After careful consideration of the dozens of scholarship applications we received from students who we believe represent the top of their class, DC Law is pleased to announce the 2019 winner of the DC Law Scholarship. The $2,000 award goes to Sara Adams of Emory University School of Law! Congratulations Sara!
Sara is involved with many extracurricular activities including Emory University School of Law litigation society and is a symposium editor for the Emory Law Journal and an Assistant Director with the school’s Student Legal Services. Sara’s also involved within her local community. She is a dog walker for PAWS Atlanta Animal Shelter as well as an Instructor for Know Your Rights.
The DC Law Scholarship was created to give back to the legal community by helping one deserving law student pay for their tuition costs. Eligible applicants must be enrolled at an accredited law school in the U.S. and have a 3.5 or higher GPA. All applicants were asked to write a 500-600 word original essay answering the question, “What is today’s biggest threat to our right to a civil jury trial?”
Sara has graciously agreed to have us to publish her well-written essay. We invite you to read it below.
“A man buys a car on credit under a specific agreement, but is forced to comply with different financing terms because the sales company backdated the contract.¹ A woman uses an online hotel booking site that claims to offer the lowest prices, but the site may actually be engaged in price fixing.² A group of employees seeks to band together over mutual workplace issues and take collective action against their employer.³ However, none of the people in these scenarios can take their civil case to trial by jury, though it is a right protected by the 7th amendment, because all were unknowingly subject to arbitration clauses.

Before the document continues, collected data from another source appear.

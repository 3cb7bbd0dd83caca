use super::*;

/// Column types understood by the decoder.
#[derive(Debug, Clone, Copy, PartialEq, Eq, Hash, Serialize, Deserialize)]
#[serde(rename_all = "snake_case")]
pub enum DataType {
    String,
    Int64,
    Float64,
    Boolean,
    /// Event time, stored as milliseconds since the Unix epoch.
    Timestamp,
}

impl DataType {
    pub fn is_numeric(self) -> bool {
        matches!(self, DataType::Int64 | DataType::Float64)
    }
}

impl std::fmt::Display for DataType {
    fn fmt(&self, f: &mut std::fmt::Formatter<'_>) -> std::fmt::Result {
        let name = match self {
            DataType::String => "string",
            DataType::Int64 => "int64",
            DataType::Float64 => "float64",
            DataType::Boolean => "boolean",
            DataType::Timestamp => "timestamp",
        };
        f.write_str(name)
    }
}

/// One declared column.
#[derive(Debug, Clone, PartialEq, Eq, Serialize, Deserialize)]
pub struct Field {
    pub name: String,
    pub data_type: DataType,
    #[serde(default = "default_nullable")]
    pub nullable: bool,
}

fn default_nullable() -> bool {
    true
}

impl Field {
    pub fn new(name: impl Into<String>, data_type: DataType, nullable: bool) -> Self {
        Self {
            name: name.into(),
            data_type,
            nullable,
        }
    }
}

/// An ordered, validated list of fields.
#[derive(Debug, Clone, PartialEq, Eq, Serialize, Deserialize)]
#[serde(try_from = "Vec<Field>", into = "Vec<Field>")]
pub struct Schema {
    fields: Vec<Field>,
}

impl Schema {
    /// Build a schema, rejecting empty field lists and duplicate names.
    pub fn new(fields: Vec<Field>) -> QueryResult<Self> {
        if fields.is_empty() {
            return Err(QueryError::config("schema must declare at least one field"));
        }
        let mut seen = HashSet::new();
        for field in &fields {
            if field.name.is_empty() {
                return Err(QueryError::config("schema field names must not be empty"));
            }
            if !seen.insert(field.name.as_str()) {
                return Err(QueryError::config(format!(
                    "duplicate field '{}' in schema",
                    field.name
                )));
            }
        }
        Ok(Self { fields })
    }

    pub fn fields(&self) -> &[Field] {
        &self.fields
    }

    pub fn len(&self) -> usize {
        self.fields.len()
    }

    pub fn is_empty(&self) -> bool {
        self.fields.is_empty()
    }

    pub fn index_of(&self, name: &str) -> Option<usize> {
        self.fields.iter().position(|f| f.name == name)
    }

    pub fn field(&self, name: &str) -> Option<&Field> {
        self.fields.iter().find(|f| f.name == name)
    }
}

impl TryFrom<Vec<Field>> for Schema {
    type Error = QueryError;

    fn try_from(fields: Vec<Field>) -> QueryResult<Self> {
        Schema::new(fields)
    }
}

impl From<Schema> for Vec<Field> {
    fn from(schema: Schema) -> Self {
        schema.fields
    }
}

/// How integer JSON timestamps are interpreted.
#[derive(Debug, Clone, Copy, Default, PartialEq, Eq, Serialize, Deserialize)]
#[serde(rename_all = "snake_case")]
pub enum TimestampUnit {
    #[default]
    Seconds,
    Millis,
}

/// What to do with JSON keys the schema does not declare.
#[derive(Debug, Clone, Copy, Default, PartialEq, Eq, Serialize, Deserialize)]
#[serde(rename_all = "snake_case")]
pub enum UnknownFieldPolicy {
    #[default]
    Ignore,
    Reject,
}

/// What to do with a record that does not match the schema.
#[derive(Debug, Clone, Copy, Default, PartialEq, Eq, Serialize, Deserialize)]
#[serde(rename_all = "snake_case")]
pub enum InvalidRecordPolicy {
    /// Skip the record, count it, keep decoding the batch.
    #[default]
    DropRecord,
    /// Abort the cycle on the first invalid record.
    FailBatch,
}

#[derive(Debug, Clone, Copy, Default, PartialEq, Eq, Serialize, Deserialize)]
pub struct SchemaPolicy {
    #[serde(default)]
    pub unknown_fields: UnknownFieldPolicy,
    #[serde(default)]
    pub on_invalid: InvalidRecordPolicy,
    #[serde(default)]
    pub timestamp_unit: TimestampUnit,
}

/// A typed cell.
#[derive(Debug, Clone, PartialEq, Serialize, Deserialize)]
pub enum Value {
    Null,
    String(String),
    Int64(i64),
    Float64(f64),
    Boolean(bool),
    Timestamp(EventTime),
}

impl Value {
    pub fn is_null(&self) -> bool {
        matches!(self, Value::Null)
    }

    /// Numeric view for aggregation measures.
    pub fn as_f64(&self) -> Option<f64> {
        match self {
            Value::Int64(v) => Some(*v as f64),
            Value::Float64(v) => Some(*v),
            _ => None,
        }
    }

    pub fn as_timestamp(&self) -> Option<EventTime> {
        match self {
            Value::Timestamp(ts) => Some(*ts),
            _ => None,
        }
    }

    /// Render as a grouping key. `None` for null.
    pub fn render(&self) -> Option<String> {
        match self {
            Value::Null => None,
            Value::String(s) => Some(s.clone()),
            Value::Int64(v) => Some(v.to_string()),
            Value::Float64(v) => Some(v.to_string()),
            Value::Boolean(v) => Some(v.to_string()),
            Value::Timestamp(ts) => Some(format_event_time(*ts)),
        }
    }
}

/// Format an event time as RFC 3339 (UTC, millisecond precision).
///
/// Out-of-range values fall back to the raw millisecond count.
pub fn format_event_time(ts: EventTime) -> String {
    match DateTime::from_timestamp_millis(ts) {
        Some(dt) => dt.to_rfc3339_opts(SecondsFormat::Millis, true),
        None => format!("{ts}ms"),
    }
}

/// One decoded record; values are in schema order.
#[derive(Debug, Clone, PartialEq)]
pub struct Row {
    pub schema: Arc<Schema>,
    pub values: Vec<Value>,
}

impl Row {
    pub fn get(&self, name: &str) -> Option<&Value> {
        self.schema.index_of(name).map(|i| &self.values[i])
    }
}
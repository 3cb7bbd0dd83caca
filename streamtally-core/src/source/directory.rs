use super::*;

/// Files in one directory, each file one unit.
///
/// Files are ordered by modification time, then by name. Hidden files
/// (`.` prefix), in-progress files (`_` prefix, `.tmp` or `~` suffix) and
/// sub-directories are ignored. An optional extension filter restricts the
/// listing further.
#[derive(Debug, Clone)]
pub struct DirectorySource {
    dir: PathBuf,
    extension: Option<String>,
}

impl DirectorySource {
    pub fn new(dir: impl Into<PathBuf>) -> Self {
        Self {
            dir: dir.into(),
            extension: None,
        }
    }

    /// Only list files ending in `.<ext>`.
    pub fn with_extension(mut self, ext: impl Into<String>) -> Self {
        let ext = ext.into();
        self.extension = Some(ext.trim_start_matches('.').to_string());
        self
    }

    pub fn dir(&self) -> &Path {
        &self.dir
    }

    fn accepts(&self, name: &str) -> bool {
        if name.starts_with('.') || name.starts_with('_') {
            return false;
        }
        if name.ends_with(".tmp") || name.ends_with('~') {
            return false;
        }
        match &self.extension {
            Some(ext) => Path::new(name)
                .extension()
                .is_some_and(|e| e.to_string_lossy() == ext.as_str()),
            None => true,
        }
    }
}

impl Source for DirectorySource {
    fn list_new_units(&self, cursor: &BatchCursor, limit: Option<usize>) -> Result<Vec<UnitId>> {
        let mut files: Vec<(SystemTime, String)> = Vec::new();
        for entry in fs::read_dir(&self.dir)
            .with_context(|| format!("read_dir failed for {}", self.dir.display()))?
        {
            let entry = entry?;
            let metadata = entry.metadata()?;
            if !metadata.is_file() {
                continue;
            }
            let name = entry.file_name().to_string_lossy().into_owned();
            if !self.accepts(&name) {
                continue;
            }
            let modified = metadata.modified().unwrap_or(SystemTime::UNIX_EPOCH);
            files.push((modified, name));
        }
        files.sort();
        Ok(files
            .into_iter()
            .map(|(_, name)| UnitId::new(name))
            .filter(|id| !cursor.contains(id))
            .take(limit.unwrap_or(usize::MAX))
            .collect())
    }

    fn read_unit(&self, id: &UnitId) -> Result<Vec<u8>> {
        let path = self.dir.join(id.as_str());
        fs::read(&path).with_context(|| format!("read {} failed", path.display()))
    }

    fn describe(&self) -> String {
        format!("directory({})", self.dir.display())
    }
}
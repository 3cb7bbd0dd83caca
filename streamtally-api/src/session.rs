use std::sync::Arc;

use streamtally_core::query::{QueryHandle, QueryManager};
use streamtally_core::sink::ResultTable;
use streamtally_core::QueryResult;

use crate::stream::StreamReader;

/// The entry point for building streaming queries.
///
/// A session owns its own [`QueryManager`]; queries and memory tables started
/// through one session are invisible to every other session. Dropping the
/// session stops its queries.
pub struct StreamingSession {
    name: String,
    pub(crate) manager: Arc<QueryManager>,
}

impl StreamingSession {
    pub fn new(name: impl Into<String>) -> Self {
        Self {
            name: name.into(),
            manager: Arc::new(QueryManager::new()),
        }
    }

    pub fn name(&self) -> &str {
        &self.name
    }

    /// Begin describing a streaming input.
    pub fn read_stream(&self) -> StreamReader<'_> {
        StreamReader::new(self)
    }

    /// The latest published contents of the memory table `name`.
    pub fn table(&self, name: &str) -> QueryResult<Arc<ResultTable>> {
        self.manager.table(name)
    }

    /// Queries that are still running.
    pub fn active(&self) -> Vec<QueryHandle> {
        self.manager.active()
    }

    /// The underlying manager, for serving the admin endpoint.
    pub fn manager(&self) -> Arc<QueryManager> {
        Arc::clone(&self.manager)
    }

    pub fn stop_all(&self) {
        self.manager.stop_all();
    }

    /// Forget stopped and failed queries; see [`QueryManager::remove_terminated`].
    pub fn reset_terminated(&self) -> usize {
        self.manager.remove_terminated()
    }
}
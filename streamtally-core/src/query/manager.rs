use super::scheduler::{Recovery, Scheduler};
use super::*;

/// Optional runtime overrides for [`QueryManager::start_with`].
#[derive(Default, Clone)]
pub struct QueryRuntime {
    sink: Option<Arc<dyn Sink>>,
    checkpoint_store: Option<Arc<dyn CheckpointStore>>,
}

impl QueryRuntime {
    pub fn new() -> Self {
        Self::default()
    }

    /// Write to `sink` instead of the sink named in the configuration.
    pub fn with_sink(mut self, sink: Arc<dyn Sink>) -> Self {
        self.sink = Some(sink);
        self
    }

    /// Checkpoint into `store` instead of the configured location.
    pub fn with_checkpoint_store(mut self, store: Arc<dyn CheckpointStore>) -> Self {
        self.checkpoint_store = Some(store);
        self
    }
}

#[derive(Default)]
struct Registry {
    queries: BTreeMap<QueryId, QueryHandle>,
    tables: BTreeMap<String, MemorySink>,
}

/// Starts queries and keeps track of them.
///
/// The manager is an ordinary value: every session owns its own, and nothing
/// about a query is global.
#[derive(Default)]
pub struct QueryManager {
    registry: Mutex<Registry>,
}

impl QueryManager {
    pub fn new() -> Self {
        Self::default()
    }

    /// Validate `config` and start its scheduler over `source`.
    pub fn start(&self, config: QueryConfig, source: Arc<dyn Source>) -> QueryResult<QueryHandle> {
        self.start_with(config, source, QueryRuntime::default())
    }

    pub fn start_with(
        &self,
        config: QueryConfig,
        source: Arc<dyn Source>,
        runtime: QueryRuntime,
    ) -> QueryResult<QueryHandle> {
        let plan = config.compile()?;

        // Hold the registry for the whole start so two queries cannot race
        // for the same name or table.
        let mut registry = self.registry();
        if let Some(name) = &config.name {
            if registry
                .queries
                .values()
                .any(|q| q.is_active() && q.name() == Some(name.as_str()))
            {
                return Err(QueryError::config(format!(
                    "a query named '{name}' is already active"
                )));
            }
        }

        let mut table = None;
        let sink: Arc<dyn Sink> = match (runtime.sink, &config.sink) {
            (Some(sink), _) => sink,
            (None, SinkTarget::Memory { table: name }) => {
                let writer_active = registry.queries.values().any(|q| {
                    q.is_active() && q.table_name() == Some(name.as_str())
                });
                if writer_active {
                    return Err(QueryError::config(format!(
                        "memory table '{name}' is already written by an active query"
                    )));
                }
                let sink = MemorySink::new(name.clone());
                table = Some(sink.clone());
                Arc::new(sink)
            }
            (None, SinkTarget::Console) => Arc::new(ConsoleSink::new()),
        };
        if !sink.supports(config.output_mode) {
            return Err(QueryError::config(format!(
                "sink {} does not support {} output",
                sink.describe(),
                config.output_mode
            )));
        }

        let checkpoints: Option<Arc<dyn CheckpointStore>> = match (
            runtime.checkpoint_store,
            &config.checkpoint_location,
        ) {
            (Some(store), _) => Some(store),
            (None, Some(path)) => Some(Arc::new(
                FsCheckpointStore::new(path).map_err(QueryError::from_checkpoint)?,
            )),
            (None, None) => None,
        };

        let mut store = StateStore::new(plan.kind);
        let mut recovery = None;
        if let Some(checkpoints) = &checkpoints {
            if let Some(checkpoint) = checkpoints.latest().map_err(QueryError::from_checkpoint)? {
                tracing::info!(
                    name = ?config.name,
                    batch_id = checkpoint.batch_id,
                    state_rows = checkpoint.state.len(),
                    "restoring query from checkpoint"
                );
                store.restore(checkpoint.state)?;
                recovery = Some(Recovery {
                    cursor: checkpoint.cursor,
                    watermark: checkpoint.watermark,
                    finalized_through: checkpoint.finalized_through,
                });
            }
        }

        let id = QueryId::new();
        let cursor = recovery
            .as_ref()
            .map(|r| r.cursor.clone())
            .unwrap_or_default();
        let shared = Arc::new(QueryShared::new(id, config.name.clone(), store, cursor));
        if let Some(recovery) = &recovery {
            let watermark = recovery.watermark.watermark;
            shared.update(|p| {
                p.status.watermark = (watermark != crate::types::EVENT_TIME_MIN).then_some(watermark);
            });
        }

        let (control_tx, control_rx) = crossbeam_channel::unbounded();
        let scheduler = Scheduler::new(
            Arc::clone(&shared),
            Arc::clone(&source),
            sink,
            plan,
            control_rx,
            checkpoints,
            recovery,
        );
        let thread = std::thread::Builder::new()
            .name(format!("query-{}", config.name.as_deref().unwrap_or("anon")))
            .spawn(move || scheduler.run())
            .map_err(|e| QueryError::config(format!("failed to spawn scheduler thread: {e}")))?;

        let handle = QueryHandle::new(shared, control_tx, source, table.clone(), thread);
        if let Some(table) = table {
            registry.tables.insert(table.name().to_string(), table);
        }
        registry.queries.insert(id, handle.clone());
        Ok(handle)
    }

    pub fn get(&self, id: QueryId) -> Option<QueryHandle> {
        self.registry().queries.get(&id).cloned()
    }

    /// Look a query up by id or, failing that, by name, preferring an active one.
    pub fn find(&self, id_or_name: &str) -> Option<QueryHandle> {
        let registry = self.registry();
        if let Ok(id) = id_or_name.parse::<QueryId>() {
            if let Some(handle) = registry.queries.get(&id) {
                return Some(handle.clone());
            }
        }
        registry
            .queries
            .values()
            .filter(|q| q.name() == Some(id_or_name))
            .max_by_key(|q| q.is_active())
            .cloned()
    }

    /// Every query started by this manager, running or not.
    pub fn queries(&self) -> Vec<QueryHandle> {
        self.registry().queries.values().cloned().collect()
    }

    pub fn active(&self) -> Vec<QueryHandle> {
        self.registry()
            .queries
            .values()
            .filter(|q| q.is_active())
            .cloned()
            .collect()
    }

    /// The current contents of memory table `name`, also after its query stopped.
    pub fn table(&self, name: &str) -> QueryResult<Arc<ResultTable>> {
        self.registry()
            .tables
            .get(name)
            .map(MemorySink::table)
            .ok_or_else(|| QueryError::NotFound(format!("table '{name}'")))
    }

    pub fn table_names(&self) -> Vec<String> {
        self.registry().tables.keys().cloned().collect()
    }

    /// Forget every stopped or failed query and return how many were removed.
    ///
    /// Memory tables stay readable; handles held elsewhere keep working.
    pub fn remove_terminated(&self) -> usize {
        let mut registry = self.registry();
        let before = registry.queries.len();
        registry.queries.retain(|_, q| q.is_active());
        let removed = before - registry.queries.len();
        if removed > 0 {
            tracing::debug!(removed, "removed terminated queries");
        }
        removed
    }

    /// Stop every active query and wait for all of them.
    pub fn stop_all(&self) {
        for handle in self.active() {
            handle.stop();
        }
    }

    fn registry(&self) -> MutexGuard<'_, Registry> {
        self.registry.lock().unwrap_or_else(PoisonError::into_inner)
    }
}

impl Drop for QueryManager {
    fn drop(&mut self) {
        self.stop_all();
    }
}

The demise of the right to a civil jury trial looms large in the modern legal landscape. Unfortunately, because a complex web of intertwined causes and conflicting priorities combine to create this danger, no easy solution emerges. However, one cause does stand out as particularly threatening and worthy of attention— the rise in alternative dispute resolution and, in particular, mandatory arbitration clauses. These clauses are why the people in the real-life examples above were prohibited from exercising their rights and denied access to the courts, even though they were never aware that they had agreed to such a limitation.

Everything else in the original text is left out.